What you have to do
Every record must appear in the response exactly as given.

[Collected data]
use std::env;
use std::ffi::{OsStr, OsString};
use std::io;
use std::path::{Path, PathBuf};

use tracing::debug;

use super::effects::SharedEffects;
use super::process::{CommandInvocation, RunOutput};
use crate::platform::Platform;
use crate::registry::BASE_ENVIRONMENT;
use crate::{CondaError, Result};

const ENVS_DIR: &str = "envs";

#[derive(Debug, Clone, Default)]
pub struct RunOptions {
    pub envs: Vec<(OsString, OsString)>,
    pub inherit_io: bool,
}

impl RunOptions {
    #[must_use]
    pub fn inherit() -> Self {
        Self {
            envs: Vec::new(),
            inherit_io: true,
        }
    }
}

/// Builds and executes every subprocess against one installation root.
#[derive(Clone)]
pub struct CommandRunner {
    root: PathBuf,
    platform: Platform,
    effects: SharedEffects,
}

impl CommandRunner {
    pub fn new(root: impl Into<PathBuf>, platform: Platform, effects: SharedEffects) -> Self {
        Self {
            root: root.into(),
            platform,
            effects,
        }
    }

    #[must_use]
    pub fn root(&self) -> &Path {
        &self.root
    }

    #[must_use]
    pub fn platform(&self) -> Platform {
        self.platform
    }

    #[must_use]
    pub fn envs_dir(&self) -> PathBuf {
        self.root.join(ENVS_DIR)
    }

    /// Directory holding `env`; `base` lives at the root itself.
    #[must_use]
    pub fn env_dir(&self, env: &str) -> PathBuf {
        if env == BASE_ENVIRONMENT {
            self.root.clone()
        } else {
            self.envs_dir().join(env)
        }
    }

    #[must_use]
    pub fn conda_program(&self) -> PathBuf {
        self.root.join(self.platform.conda_launcher())
    }

    #[must_use]
    pub fn python_program(&self, env: &str) -> PathBuf {
        self.env_dir(env).join(self.platform.python_launcher())
    }

    /// Argument vector for a conda subcommand, launcher first.
    #[must_use]
    pub fn conda_argv<I, S>(&self, args: I) -> Vec<OsString>
    where
        I: IntoIterator<Item = S>,
        S: Into<OsString>,
    {
        std::iter::once(self.conda_program().into_os_string())
            .chain(args.into_iter().map(Into::into))
            .collect()
    }

    /// Wraps `argv` for the platform shell when required and pins the working
    /// directory to the installation root.
    #[must_use]
    pub fn invocation(&self, argv: &[OsString], options: &RunOptions) -> CommandInvocation {
        let (program, rest) = match argv.split_first() {
            Some((program, rest)) => (program.clone(), rest),
            None => (OsString::new(), &[][..]),
        };
        let invocation = if self.platform.wraps_in_shell() {
            CommandInvocation::new("cmd")
                .args(["/c"])
                .arg(program)
                .args(rest.iter().cloned())
        } else {
            CommandInvocation::new(program).args(rest.iter().cloned())
        };
        let mut invocation = invocation
            .current_dir(&self.root)
            .inherit_io(options.inherit_io);
        invocation.envs.extend(options.envs.iter().cloned());
        invocation
    }

    /// Runs `argv` to completion; a non-zero exit is an error.
    ///
    /// # Errors
    /// Returns [`CondaError::CommandFailed`] on non-zero exit and
    /// [`CondaError::Process`] when the child cannot be started.
    pub fn run(&self, argv: &[OsString], options: &RunOptions) -> Result<RunOutput> {
        let invocation = self.invocation(argv, options);
        let processes = self.effects.processes();
        let output = if invocation.inherit_io {
            processes.run_passthrough(&invocation)?
        } else {
            processes.run_captured(&invocation)?
        };
        if output.success() {
            Ok(output)
        } else {
            Err(CondaError::CommandFailed {
                program: program_label(argv),
                code: output.code,
            })
        }
    }

    /// Runs `argv` with stdout captured and returns the raw exit code; used for
    /// probes whose diagnostics matter even on failure.
    ///
    /// # Errors
    /// Returns [`CondaError::Process`] when the child cannot be started.
    pub fn run_capturing(&self, argv: &[OsString]) -> Result<RunOutput> {
        let invocation = self.invocation(argv, &RunOptions::default());
        self.effects.processes().run_captured(&invocation)
    }

    /// `PATH` entry for a python run inside `env`, when the platform needs one.
    ///
    /// # Errors
    /// Returns an error if the environment path cannot be joined into `PATH`.
    pub fn path_overlay(&self, env: &str) -> Result<Option<(OsString, OsString)>> {
        if !self.platform.prepends_env_path() {
            return Ok(None);
        }
        let env_dir = self.env_dir(env);
        let inherited = env::var_os("PATH");
        let value = prepend_env_path(&env_dir, inherited.as_deref())?;
        debug!(env, path = ?value, "prepending environment directories to PATH");
        Ok(Some((OsString::from("PATH"), value)))
    }
}

fn program_label(argv: &[OsString]) -> String {
    argv.first()
        .map(|program| program.to_string_lossy().into_owned())
        .unwrap_or_default()
}

/// Puts `Library\Bin`, `Library`, `Scripts` and the environment root ahead of
/// the inherited entries.
pub(crate) fn prepend_env_path(env_dir: &Path, inherited: Option<&OsStr>) -> Result<OsString> {
    let mut entries = vec![
        env_dir.join("Library").join("Bin"),
        env_dir.join("Library"),
        env_dir.join("Scripts"),
        env_dir.to_path_buf(),
    ];
    if let Some(inherited) = inherited {
        entries.extend(env::split_paths(inherited));
    }
    env::join_paths(entries)
        .map_err(|err| CondaError::io(env_dir, io::Error::new(io::ErrorKind::InvalidInput, err)))
}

Exercise result
use std::env;
use std::ffi::{OsStr, OsString};
use std::io;
use std::path::{Path, PathBuf};

use tracing::debug;

use super::effects::SharedEffects;
use super::process::{CommandInvocation, RunOutput};
use crate::platform::Platform;
use crate::registry::BASE_ENVIRONMENT;
use crate::{CondaError, Result};

const ENVS_DIR: &str = "envs";

#[derive(Debug, Clone, Default)]
pub struct RunOptions {
    pub envs: Vec<(OsString, OsString)>,
    pub inherit_io: bool,
}

impl RunOptions {
    #[must_use]
    pub fn inherit() -> Self {
        Self {
            envs: Vec::new(),
            inherit_io: true,
        }
    }
}

/// Builds and executes every subprocess against one installation root.
#[derive(Clone)]
pub struct CommandRunner {
    root: PathBuf,
    platform: Platform,
    effects: SharedEffects,
}

impl CommandRunner {
    pub fn new(root: impl Into<PathBuf>, platform: Platform, effects: SharedEffects) -> Self {
        Self {
            root: root.into(),
            platform,
            effects,
        }
    }

    #[must_use]
    pub fn root(&self) -> &Path {
        &self.root
    }

    #[must_use]
    pub fn platform(&self) -> Platform {
        self.platform
    }

    #[must_use]
    pub fn envs_dir(&self) -> PathBuf {
        self.root.join(ENVS_DIR)
    }

    /// Directory holding `env`; `base` lives at the root itself.
    #[must_use]
    pub fn env_dir(&self, env: &str) -> PathBuf {
        if env == BASE_ENVIRONMENT {
            self.root.clone()
        } else {
            self.envs_dir().join(env)
        }
    }

    #[must_use]
    pub fn conda_program(&self) -> PathBuf {
        self.root.join(self.platform.conda_launcher())
    }

    #[must_use]
    pub fn python_program(&self, env: &str) -> PathBuf {
        self.env_dir(env).join(self.platform.python_launcher())
    }

    /// Argument vector for a conda subcommand, launcher first.
    #[must_use]
    pub fn conda_argv<I, S>(&self, args: I) -> Vec<OsString>
    where
        I: IntoIterator<Item = S>,
        S: Into<OsString>,
    {
        std::iter::once(self.conda_program().into_os_string())
            .chain(args.into_iter().map(Into::into))
            .collect()
    }

    /// Wraps `argv` for the platform shell when required and pins the working
    /// directory to the installation root.
    #[must_use]
    pub fn invocation(&self, argv: &[OsString], options: &RunOptions) -> CommandInvocation {
        let (program, rest) = match argv.split_first() {
            Some((program, rest)) => (program.clone(), rest),
            None => (OsString::new(), &[][..]),
        };
        let invocation = if self.platform.wraps_in_shell() {
            CommandInvocation::new("cmd")
                .args(["/c"])
                .arg(program)
                .args(rest.iter().cloned())
        } else {
            CommandInvocation::new(program).args(rest.iter().cloned())
        };
        let mut invocation = invocation
            .current_dir(&self.root)
            .inherit_io(options.inherit_io);
        invocation.envs.extend(options.envs.iter().cloned());
        invocation
    }

    /// Runs `argv` to completion; a non-zero exit is an error.
    ///
    /// # Errors
    /// Returns [`CondaError::CommandFailed`] on non-zero exit and
    /// [`CondaError::Process`] when the child cannot be started.
    pub fn run(&self, argv: &[OsString], options: &RunOptions) -> Result<RunOutput> {
        let invocation = self.invocation(argv, options);
        let processes = self.effects.processes();
        let output = if invocation.inherit_io {
            processes.run_passthrough(&invocation)?
        } else {
            processes.run_captured(&invocation)?
        };
        if output.success() {
            Ok(output)
        } else {
            Err(CondaError::CommandFailed {
                program: program_label(argv),
                code: output.code,
            })
        }
    }

    /// Runs `argv` with stdout captured and returns the raw exit code; used for
    /// probes whose diagnostics matter even on failure.
    ///
    /// # Errors
    /// Returns [`CondaError::Process`] when the child cannot be started.
    pub fn run_capturing(&self, argv: &[OsString]) -> Result<RunOutput> {
        let invocation = self.invocation(argv, &RunOptions::default());
        self.effects.processes().run_captured(&invocation)
    }

    /// `PATH` entry for a python run inside `env`, when the platform needs one.
    ///
    /// # Errors
    /// Returns an error if the environment path cannot be joined into `PATH`.
    pub fn path_overlay(&self, env: &str) -> Result<Option<(OsString, OsString)>> {
        if !self.platform.prepends_env_path() {
            return Ok(None);
        }
        let env_dir = self.env_dir(env);
        let inherited = env::var_os("PATH");
        let value = prepend_env_path(&env_dir, inherited.as_deref())?;
        debug!(env, path = ?value, "prepending environment directories to PATH");
        Ok(Some((OsString::from("PATH"), value)))
    }
}

fn program_label(argv: &[OsString]) -> String {
    argv.first()
        .map(|program| program.to_string_lossy().into_owned())
        .unwrap_or_default()
}

/// Puts `Library\Bin`, `Library`, `Scripts` and the environment root ahead of
/// the inherited entries.
pub(crate) fn prepend_env_path(env_dir: &Path, inherited: Option<&OsStr>) -> Result<OsString> {
    let mut entries = vec![
        env_dir.join("Library").join("Bin"),
        env_dir.join("Library"),
        env_dir.join("Scripts"),
        env_dir.to_path_buf(),
    ];
    if let Some(inherited) = inherited {
        entries.extend(env::split_paths(inherited));
    }
    env::join_paths(entries)
        .map_err(|err| CondaError::io(env_dir, io::Error::new(io::ErrorKind::InvalidInput, err)))
}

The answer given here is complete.